С особым чувством Жюльетта переносит на чистовую копию рукописи заключительные слова главы: "Любить, испытать любовь - это достаточно. Не требуйте ничего больше. Вам не найти другой жемчужины в темных тайниках жизни. Любовь - это свершение".

В гостинице "Отель де колонн" была написана и глава о самоубийстве Жавера. Сыщик, холодный и жестокий, причислявший себя к честным служителям закона, оказался принужденным выбирать между двумя преступлениями: отпустить человека - преступление, арестовать его - тоже преступление!.. Значит, на путях долга могли встретиться тупики?.. И неужели закон должен отступить перед преображенным преступником?

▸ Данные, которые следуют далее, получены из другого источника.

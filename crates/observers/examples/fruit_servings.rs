//! Step-by-step graphical method for the fruit-servings problem.
//!
//! A family wants exactly five fruit servings a day, split between bananas
//! (`x1`, 5 rupees and 8.8 mg vitamin C per serving) and apples (`x2`, 10
//! rupees and 5.2 mg per serving), with between 20 and 60 mg of vitamin C.
//! Which split costs the least?
//!
//! # Usage
//!
//! ```text
//! cargo run --example fruit_servings            # all six steps
//! cargo run --example fruit_servings -- 4       # step 5 only (0-based index)
//! RUST_LOG=debug cargo run --example fruit_servings
//! ```
//!
//! The step index is owned here; the solver knows nothing about steps.

use std::error::Error;

use segment_lp_core::{Bound, EqualityConstraint, Goal, LinearExpr, Relation};
use segment_lp_observers::TracingObserver;
use segment_lp_solvers::segment::{
    self, Config, Evaluation, Solution, feasible_segment, optimize, sample,
};
use tracing_subscriber::EnvFilter;

const STEPS: [&str; 6] = [
    "Plot the Equality Constraint",
    "Check Minimum Vitamin C",
    "Check Maximum Vitamin C",
    "Identify Feasible Region",
    "Evaluate Corner Points",
    "Optimal Solution",
];

struct Problem {
    equality: EqualityConstraint,
    bounds: [Bound; 2],
    cost: LinearExpr,
}

fn main() -> Result<(), Box<dyn Error>> {
    tracing_subscriber::fmt()
        .with_env_filter(
            EnvFilter::try_from_default_env().unwrap_or_else(|_| EnvFilter::new("info")),
        )
        .init();

    let step = match std::env::args().nth(1) {
        Some(arg) => match arg.parse::<usize>() {
            Ok(step) if step < STEPS.len() => Some(step),
            _ => {
                eprintln!("Invalid step: {arg}");
                eprintln!("Usage: fruit_servings [0-5]");
                std::process::exit(1);
            }
        },
        None => None,
    };

    let vitamin_c = LinearExpr::new(8.8, 5.2);
    let problem = Problem {
        equality: EqualityConstraint::sum(5.0),
        bounds: [
            Bound::at_least(vitamin_c, 20.0),
            Bound::at_most(vitamin_c, 60.0),
        ],
        cost: LinearExpr::new(5.0, 10.0),
    };

    let solution = optimize(
        &problem.equality,
        &problem.bounds,
        &problem.cost,
        Goal::Minimize,
        &Config::default(),
        TracingObserver::new("fruit-servings"),
    )?;

    match step {
        Some(step) => show_step(step, &problem, &solution)?,
        None => {
            for step in 0..STEPS.len() {
                show_step(step, &problem, &solution)?;
            }
        }
    }

    Ok(())
}

fn show_step(step: usize, problem: &Problem, solution: &Solution) -> Result<(), Box<dyn Error>> {
    println!("\nStep {}: {}", step + 1, STEPS[step]);
    println!("{}", "-".repeat(40));

    match step {
        0 => {
            println!("x1 + x2 = 5 means x2 = 5 - x1: a line, not an area.");
            print_samples(problem, &sample::Config::new(1.0, 5.0)?);
            for eval in &solution.evaluations {
                println!("Endpoint {}", eval.corner);
            }
        }
        1 | 2 => {
            let index = step - 1;
            let bound = &problem.bounds[index];
            let symbol = match bound.relation {
                Relation::AtLeast => ">=",
                Relation::AtMost => "<=",
            };
            println!("Constraint: 8.8x1 + 5.2x2 {symbol} {}", bound.threshold);
            for eval in &solution.evaluations {
                let check = &eval.bounds[index];
                println!(
                    "  {}: vitamin C = {:.1} mg {symbol} {} {}",
                    eval.corner,
                    check.value,
                    bound.threshold,
                    mark(check.satisfied),
                );
            }
        }
        3 => match feasible_segment(&problem.equality, &problem.bounds, &Config::default())? {
            Some(segment) if segment.is_whole() => println!(
                "The whole segment from ({}, {}) to ({}, {}) is feasible.",
                segment.start.x1, segment.start.x2, segment.end.x1, segment.end.x2
            ),
            Some(segment) => println!(
                "Only ({:.2}, {:.2}) to ({:.2}, {:.2}) is feasible.",
                segment.start.x1, segment.start.x2, segment.end.x1, segment.end.x2
            ),
            None => println!("No point on the segment satisfies every bound."),
        },
        4 => {
            for eval in &solution.evaluations {
                print_corner(eval);
            }
        }
        5 => match &solution.optimal {
            Some(optimal) => {
                println!(
                    "{} gives the minimum cost: {} banana and {} apple servings for Rs.{}.",
                    optimal.corner,
                    optimal.corner.x1(),
                    optimal.corner.x2(),
                    optimal.objective
                );
            }
            None => println!("{}", segment::Error::Infeasible),
        },
        _ => unreachable!("step index is validated in main"),
    }

    Ok(())
}

fn print_samples(problem: &Problem, config: &sample::Config) {
    println!("{:>6} {:>10} {:>10} {:>10}", "x1", "equality", "min vit C", "max vit C");
    let cell = |value: Option<f64>| value.map_or_else(|| "-".to_string(), |v| format!("{v:.2}"));
    for row in &segment::sample_curve(&problem.equality, &problem.bounds, config) {
        println!(
            "{:>6.1} {:>10} {:>10} {:>10}",
            row.x1,
            cell(row.equality_x2),
            cell(row.bound_x2[0]),
            cell(row.bound_x2[1]),
        );
    }
}

fn print_corner(eval: &Evaluation) {
    println!(
        "  {}: cost = Rs.{}, vitamin C = {:.1} mg {}",
        eval.corner,
        eval.objective,
        eval.bounds[0].value,
        mark(eval.is_feasible()),
    );
}

fn mark(ok: bool) -> &'static str {
    if ok { "ok" } else { "violated" }
}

Не один десяток лет этот неподкупный полицейский, эта ищейка на службе общества, охотился за бывшим каторжником Жаном Вальжаном. А этот человек, которому надлежит надеть арестантский колпак, победил его, блюстителя порядка; победил, проявив к нему, Жаверу, великое милосердие, - спас ему жизнь. И он, в свою очередь, поправ закон, пощадил Жана Вальжана.

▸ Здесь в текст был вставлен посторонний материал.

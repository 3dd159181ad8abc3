use super::{Error, Evaluation};

/// How the solver finished.
#[derive(Debug, Clone, Copy, PartialEq, Eq)]
pub enum Status {
    /// At least one endpoint is feasible and the best one is reported.
    Optimal,

    /// No endpoint satisfies every bound.
    Infeasible,

    /// Stopped early due to an observer decision.
    StoppedByObserver,
}

/// The result of a segment solve.
#[derive(Debug, Clone)]
pub struct Solution {
    /// Final solver status.
    pub status: Status,

    /// Every endpoint visited, in listing order.
    pub evaluations: Vec<Evaluation>,

    /// The visited endpoints accepted as feasible, in listing order.
    pub feasible: Vec<Evaluation>,

    /// The best feasible endpoint, or `None` if there is none.
    pub optimal: Option<Evaluation>,
}

impl Solution {
    /// Returns true if the solver found an optimum.
    #[must_use]
    pub fn is_optimal(&self) -> bool {
        self.status == Status::Optimal
    }

    /// Consumes the solution and returns the optimal endpoint.
    ///
    /// # Errors
    ///
    /// Returns [`Error::Infeasible`] if no feasible endpoint was found,
    /// including when an observer stopped the solver before reaching one.
    pub fn into_optimal(self) -> Result<Evaluation, Error> {
        self.optimal.ok_or(Error::Infeasible)
    }
}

Дописав эту главу, Гюго зовет Жюльетту и читает ей. Это его ответ на вопрос, который она задала ему несколько месяцев назад: ей тогда не терпелось узнать, потеряло ли это чудовище Жавер след бедного и величественного господина мэра Мадлена, бывшего каторжника Жана Вальжана. Теперь Жюльетта знает, чем кончается этот поединок: "выведенный из себя" полицейский сыщик бросается в Сену. А что же будет с Жаном Вальжаном?

Об этом она узнает в той же гостинице 30 июня 1861 года.

В тот день утром, в половине девятого, стремительное перо Гюго завершит свой бег по бумаге, и писатель поставит точку на последней странице рукописи.